TASK PROMPT:
Go to the line holding "failure, since no" in the entries below and write out exactly every line down to and including the line holding "repository fc6510ec9e3041e2".

PROVIDED RECORDS:
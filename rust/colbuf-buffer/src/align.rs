use colbuf_common::{Error, Result};
use colbuf_memory_pool::ALIGNMENT;

/// Aligns a number up to the next multiple of the specified alignment.
///
/// Returns `None` if the result does not fit in `usize`.
///
/// # Examples
///
/// ```
/// use colbuf_buffer::align::align_up;
///
/// assert_eq!(align_up(0, 8), Some(0));
/// assert_eq!(align_up(1, 8), Some(8));
/// assert_eq!(align_up(8, 8), Some(8));
/// assert_eq!(align_up(9, 8), Some(16));
/// assert_eq!(align_up(usize::MAX, 8), None);
/// ```
///
/// # Panics
///
/// This function will panic in debug builds if `alignment` is not a power of 2.
#[inline]
pub fn align_up(n: usize, alignment: usize) -> Option<usize> {
    debug_assert!(alignment.is_power_of_two());
    n.checked_add(alignment - 1).map(|n| n & !(alignment - 1))
}

/// Checks if a number is aligned to the specified alignment boundary.
///
/// ```
/// use colbuf_buffer::align::is_aligned;
///
/// assert!(is_aligned(0, 64));
/// assert!(is_aligned(128, 64));
/// assert!(!is_aligned(65, 64));
/// ```
#[inline]
pub fn is_aligned(n: usize, alignment: usize) -> bool {
    debug_assert!(alignment.is_power_of_two());
    (n & (alignment - 1)) == 0
}

/// Physical capacity needed to hold `size` bytes: `size` rounded up to a
/// multiple of [`ALIGNMENT`].
///
/// A size too large to round is reported as an allocation failure, since no
/// pool could satisfy it.
#[inline]
pub fn aligned_capacity(size: usize) -> Result<usize> {
    align_up(size, ALIGNMENT)
        .ok_or_else(|| Error::allocation_failure(size, "size overflows aligned capacity"))
}

#[inline]
pub(crate) fn is_ptr_aligned(ptr: *const u8, alignment: usize) -> bool {
    alignment.is_power_of_two() && is_aligned(ptr as usize, alignment)
}

#[cfg(test)]
mod tests {
    use super::*;

    #[test]
    fn test_aligned_capacity() {
        assert_eq!(aligned_capacity(0).unwrap(), 0);
        assert_eq!(aligned_capacity(1).unwrap(), 64);
        assert_eq!(aligned_capacity(10).unwrap(), 64);
        assert_eq!(aligned_capacity(63).unwrap(), 64);
        assert_eq!(aligned_capacity(64).unwrap(), 64);
        assert_eq!(aligned_capacity(65).unwrap(), 128);
        assert_eq!(aligned_capacity(1000).unwrap(), 1024);
        assert!(aligned_capacity(usize::MAX).unwrap_err().is_allocation_failure());
    }

    #[test]
    fn test_ptr_alignment() {
        assert!(is_ptr_aligned(std::ptr::null(), 64));
        assert!(is_ptr_aligned(128 as *const u8, 64));
        assert!(!is_ptr_aligned(130 as *const u8, 64));
        assert!(!is_ptr_aligned(128 as *const u8, 3));
    }
}
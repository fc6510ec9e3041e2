//! `PoolBuffer`: a resizable byte buffer whose storage is obtained from, and
//! returned to, a [`MemoryPool`].

use std::ptr::NonNull;

use colbuf_common::Result;
use colbuf_memory_pool::{MemoryPool, MemoryPoolRef};

use crate::{align::aligned_capacity, resizable::ResizableBuffer, Buffer, MutableBuffer};

/// An owned, resizable byte buffer bound to a memory pool for its whole lifetime.
///
/// Capacity is always a multiple of 64 bytes, and the bytes between the logical
/// length and the capacity are kept zeroed, so word-at-a-time readers may safely
/// scan up to `capacity()` bytes.
///
/// A buffer with zero capacity holds no allocation and reports a null `data()`.
pub struct PoolBuffer {
    ptr: Option<NonNull<u8>>,
    len: usize,
    capacity: usize,
    pool: MemoryPoolRef,
}

// SAFETY: `PoolBuffer` exclusively owns its allocation, and the pool is
// `Send + Sync` by contract.
unsafe impl Send for PoolBuffer {}

unsafe impl Sync for PoolBuffer {}

impl PoolBuffer {
    /// Creates an empty buffer (no allocation) bound to `pool`.
    pub fn new(pool: MemoryPoolRef) -> PoolBuffer {
        PoolBuffer {
            ptr: None,
            len: 0,
            capacity: 0,
            pool,
        }
    }

    /// Creates a buffer bound to `pool` with room for at least `capacity` bytes.
    pub fn with_capacity(pool: MemoryPoolRef, capacity: usize) -> Result<PoolBuffer> {
        let mut buf = PoolBuffer::new(pool);
        buf.reserve(capacity)?;
        Ok(buf)
    }

    /// The pool this buffer allocates from.
    #[inline]
    pub fn pool(&self) -> &MemoryPoolRef {
        &self.pool
    }

    /// Read pointer to the start of the buffer; null when nothing is allocated.
    #[inline]
    pub fn data(&self) -> *const u8 {
        self.ptr.map_or(std::ptr::null(), |p| p.as_ptr() as *const u8)
    }

    /// Write pointer to the start of the buffer; null when nothing is allocated.
    #[inline]
    pub fn mutable_data(&mut self) -> *mut u8 {
        self.ptr.map_or(std::ptr::null_mut(), |p| p.as_ptr())
    }

    /// Logical length in bytes.
    #[inline]
    pub fn size(&self) -> usize {
        self.len
    }

    #[inline]
    pub fn len(&self) -> usize {
        self.len
    }

    #[inline]
    pub fn is_empty(&self) -> bool {
        self.len == 0
    }

    /// Physical size of the allocation in bytes.
    #[inline]
    pub fn capacity(&self) -> usize {
        self.capacity
    }

    /// Pool buffers are always writable.
    #[inline]
    pub fn is_mutable(&self) -> bool {
        true
    }

    #[inline]
    pub fn as_slice(&self) -> &[u8] {
        match self.ptr {
            Some(p) => unsafe { std::slice::from_raw_parts(p.as_ptr(), self.len) },
            None => &[],
        }
    }

    #[inline]
    pub fn as_mut_slice(&mut self) -> &mut [u8] {
        match self.ptr {
            Some(p) => unsafe { std::slice::from_raw_parts_mut(p.as_ptr(), self.len) },
            None => &mut [],
        }
    }

    /// The whole allocation, including the zeroed padding past the logical length.
    #[inline]
    pub fn as_padded_slice(&self) -> &[u8] {
        match self.ptr {
            Some(p) => unsafe { std::slice::from_raw_parts(p.as_ptr(), self.capacity) },
            None => &[],
        }
    }

    /// Converts this buffer into a fixed-length, writable buffer.
    pub fn into_mutable(self) -> MutableBuffer {
        MutableBuffer::from_pool_buffer(self)
    }

    /// Converts this buffer into a shared buffer.
    ///
    /// The result is flagged mutable, so it can parent mutable slices.
    pub fn into_buffer(self) -> Buffer {
        self.into_mutable().into_buffer()
    }

    /// Zeroes `[start, end)`, clamped to the allocation.
    fn zero_range(&mut self, start: usize, end: usize) {
        let end = end.min(self.capacity);
        if start >= end {
            return;
        }
        if let Some(p) = self.ptr {
            unsafe { p.as_ptr().add(start).write_bytes(0, end - start) };
        }
    }

    /// Returns the allocation to the pool, leaving the buffer empty.
    fn release(&mut self) {
        if let Some(p) = self.ptr.take() {
            unsafe { self.pool.free(p, self.capacity) };
        }
        self.capacity = 0;
    }
}

impl ResizableBuffer for PoolBuffer {
    fn reserve(&mut self, capacity: usize) -> Result<()> {
        if self.ptr.is_some() && capacity <= self.capacity {
            return Ok(());
        }
        let new_capacity = aligned_capacity(capacity)?;
        if new_capacity == 0 {
            return Ok(());
        }
        let new_ptr = match self.ptr {
            Some(p) => unsafe { self.pool.reallocate(p, self.capacity, new_capacity) },
            None => self.pool.allocate(new_capacity),
        }
        .inspect_err(|e| {
            log::debug!(
                "PoolBuffer: failed to grow from {} to {new_capacity} bytes: {e}",
                self.capacity
            )
        })?;
        log::trace!(
            "PoolBuffer: capacity {} -> {new_capacity} ({})",
            self.capacity,
            self.pool.backend_name()
        );
        self.ptr = Some(new_ptr);
        self.capacity = new_capacity;
        self.zero_padding();
        Ok(())
    }

    fn resize(&mut self, new_size: usize, shrink_to_fit: bool) -> Result<()> {
        let old_size = self.len;
        if !shrink_to_fit || new_size > old_size {
            self.reserve(new_size)?;
        } else {
            let new_capacity = aligned_capacity(new_size)?;
            if new_capacity != self.capacity {
                if new_size == 0 {
                    self.release();
                } else if let Some(p) = self.ptr {
                    let new_ptr =
                        unsafe { self.pool.reallocate(p, self.capacity, new_capacity)? };
                    self.ptr = Some(new_ptr);
                    self.capacity = new_capacity;
                }
            }
        }
        self.len = new_size;
        if new_size < old_size {
            self.zero_range(new_size, old_size);
        }
        Ok(())
    }

    fn zero_padding(&mut self) {
        self.zero_range(self.len, self.capacity);
    }
}

impl Drop for PoolBuffer {
    fn drop(&mut self) {
        self.release();
    }
}

impl std::fmt::Debug for PoolBuffer {
    fn fmt(&self, f: &mut std::fmt::Formatter<'_>) -> std::fmt::Result {
        f.debug_struct("PoolBuffer")
            .field("ptr", &self.data())
            .field("len", &self.len)
            .field("capacity", &self.capacity)
            .field("pool", &self.pool.backend_name())
            .finish()
    }
}

#[cfg(test)]
mod tests {
    use std::sync::Arc;

    use colbuf_memory_pool::{LimitedMemoryPool, SystemMemoryPool};

    use super::*;

    fn pool() -> MemoryPoolRef {
        Arc::new(SystemMemoryPool::new())
    }

    fn assert_padding_zeroed(buf: &PoolBuffer) {
        assert!(
            buf.as_padded_slice()[buf.len()..].iter().all(|&b| b == 0),
            "padding not zeroed: {buf:?}"
        );
    }

    #[test]
    fn test_new_is_unallocated() {
        let buf = PoolBuffer::new(pool());
        assert!(buf.data().is_null());
        assert_eq!(buf.size(), 0);
        assert_eq!(buf.capacity(), 0);
        assert!(buf.is_mutable());
        assert_eq!(buf.as_slice(), &[] as &[u8]);
    }

    #[test]
    fn test_reserve_rounds_to_alignment() {
        let pool = pool();
        let mut buf = PoolBuffer::new(pool.clone());
        buf.reserve(10).unwrap();
        assert_eq!(buf.capacity(), 64);
        assert_eq!(buf.size(), 0);
        assert!(!buf.data().is_null());
        assert_eq!(buf.data() as usize % 64, 0);
        assert_eq!(pool.bytes_allocated(), 64);
        assert_padding_zeroed(&buf);

        // Smaller requests are no-ops.
        buf.reserve(5).unwrap();
        assert_eq!(buf.capacity(), 64);

        buf.reserve(65).unwrap();
        assert_eq!(buf.capacity(), 128);
        assert_eq!(pool.bytes_allocated(), 128);
        drop(buf);
        assert_eq!(pool.bytes_allocated(), 0);
    }

    #[test]
    fn test_reserve_zero_keeps_buffer_unallocated() {
        let pool = pool();
        let mut buf = PoolBuffer::new(pool.clone());
        buf.reserve(0).unwrap();
        assert!(buf.data().is_null());
        assert_eq!(buf.capacity(), 0);
        assert_eq!(pool.bytes_allocated(), 0);
    }

    #[test]
    fn test_resize_grow_preserves_contents() {
        let mut buf = PoolBuffer::new(pool());
        buf.resize(5, true).unwrap();
        buf.as_mut_slice().copy_from_slice(b"hello");
        buf.resize(100, true).unwrap();
        assert_eq!(buf.capacity(), 128);
        assert_eq!(&buf.as_slice()[..5], b"hello");
        assert!(buf.as_slice()[5..].iter().all(|&b| b == 0));
        assert_padding_zeroed(&buf);
    }

    #[test]
    fn test_resize_shrink_to_fit() {
        let pool = pool();
        let mut buf = PoolBuffer::new(pool.clone());
        buf.resize(1000, true).unwrap();
        assert_eq!(buf.capacity(), 1024);
        buf.as_mut_slice().fill(7);

        buf.resize(100, true).unwrap();
        assert_eq!(buf.size(), 100);
        assert_eq!(buf.capacity(), 128);
        assert_eq!(pool.bytes_allocated(), 128);
        assert!(buf.as_slice().iter().all(|&b| b == 7));
        assert_padding_zeroed(&buf);

        buf.resize(0, true).unwrap();
        assert_eq!(buf.capacity(), 0);
        assert!(buf.data().is_null());
        assert_eq!(pool.bytes_allocated(), 0);
    }

    #[test]
    fn test_resize_without_shrink_keeps_capacity() {
        let mut buf = PoolBuffer::new(pool());
        buf.resize(1000, false).unwrap();
        buf.as_mut_slice().fill(9);
        buf.resize(10, false).unwrap();
        assert_eq!(buf.size(), 10);
        assert_eq!(buf.capacity(), 1024);
        assert_padding_zeroed(&buf);

        buf.resize(0, false).unwrap();
        assert_eq!(buf.capacity(), 1024);
        assert!(!buf.data().is_null());
        assert_padding_zeroed(&buf);
    }

    #[test]
    fn test_shrink_within_same_capacity_zeroes_tail() {
        let mut buf = PoolBuffer::new(pool());
        buf.resize(60, true).unwrap();
        buf.as_mut_slice().fill(0xFF);
        let data = buf.data();
        buf.resize(10, true).unwrap();
        assert_eq!(buf.capacity(), 64);
        assert_eq!(buf.data(), data);
        assert_padding_zeroed(&buf);
        buf.resize(60, true).unwrap();
        assert!(buf.as_slice()[10..].iter().all(|&b| b == 0));
    }

    #[test]
    fn test_failed_reserve_leaves_state_unchanged() {
        let pool: MemoryPoolRef = Arc::new(LimitedMemoryPool::new(pool(), 256));
        let mut buf = PoolBuffer::new(pool.clone());
        buf.resize(100, true).unwrap();
        buf.as_mut_slice().fill(3);
        let (data, len, cap) = (buf.data(), buf.size(), buf.capacity());

        let err = buf.reserve(1000).unwrap_err();
        assert!(err.is_allocation_failure());
        assert_eq!((buf.data(), buf.size(), buf.capacity()), (data, len, cap));

        let err = buf.resize(1000, false).unwrap_err();
        assert!(err.is_allocation_failure());
        assert_eq!((buf.data(), buf.size(), buf.capacity()), (data, len, cap));
        assert!(buf.as_slice().iter().all(|&b| b == 3));
        assert_eq!(pool.bytes_allocated(), 128);
    }

    #[test]
    fn test_failed_initial_allocation() {
        let pool: MemoryPoolRef = Arc::new(LimitedMemoryPool::new(pool(), 64));
        let mut buf = PoolBuffer::new(pool);
        assert!(buf.resize(65, true).unwrap_err().is_allocation_failure());
        assert!(buf.data().is_null());
        assert_eq!(buf.size(), 0);
        assert_eq!(buf.capacity(), 0);
    }

    #[test]
    fn test_oversized_request() {
        let mut buf = PoolBuffer::new(pool());
        assert!(buf.reserve(usize::MAX).unwrap_err().is_allocation_failure());
        assert_eq!(buf.capacity(), 0);
    }

    #[test]
    fn test_with_capacity() {
        let buf = PoolBuffer::with_capacity(pool(), 200).unwrap();
        assert_eq!(buf.capacity(), 256);
        assert!(buf.is_empty());
        assert_padding_zeroed(&buf);
    }

    #[test]
    fn test_pool_buffer_send_sync() {
        fn assert_send_sync<T: Send + Sync>() {}
        assert_send_sync::<PoolBuffer>();
    }
}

EXERCISE SOLUTION:
/// A size too large to round is reported as an allocation failure, since no
/// pool could satisfy it.
#[inline]
pub fn aligned_capacity(size: usize) -> Result<usize> {
    align_up(size, ALIGNMENT)
        .ok_or_else(|| Error::allocation_failure(size, "size overflows aligned capacity"))
}

#[inline]
pub(crate) fn is_ptr_aligned(ptr: *const u8, alignment: usize) -> bool {
    alignment.is_power_of_two() && is_aligned(ptr as usize, alignment)
}

#[cfg(test)]
mod tests {
    use super::*;

    #[test]
    fn test_aligned_capacity() {
        assert_eq!(aligned_capacity(0).unwrap(), 0);
        assert_eq!(aligned_capacity(1).unwrap(), 64);
        assert_eq!(aligned_capacity(10).unwrap(), 64);
        assert_eq!(aligned_capacity(63).unwrap(), 64);
        assert_eq!(aligned_capacity(64).unwrap(), 64);
        assert_eq!(aligned_capacity(65).unwrap(), 128);
        assert_eq!(aligned_capacity(1000).unwrap(), 1024);
        assert!(aligned_capacity(usize::MAX).unwrap_err().is_allocation_failure());
    }

    #[test]
    fn test_ptr_alignment() {
        assert!(is_ptr_aligned(std::ptr::null(), 64));
        assert!(is_ptr_aligned(128 as *const u8, 64));
        assert!(!is_ptr_aligned(130 as *const u8, 64));
        assert!(!is_ptr_aligned(128 as *const u8, 3));
    }
}
repository fc6510ec9e3041e2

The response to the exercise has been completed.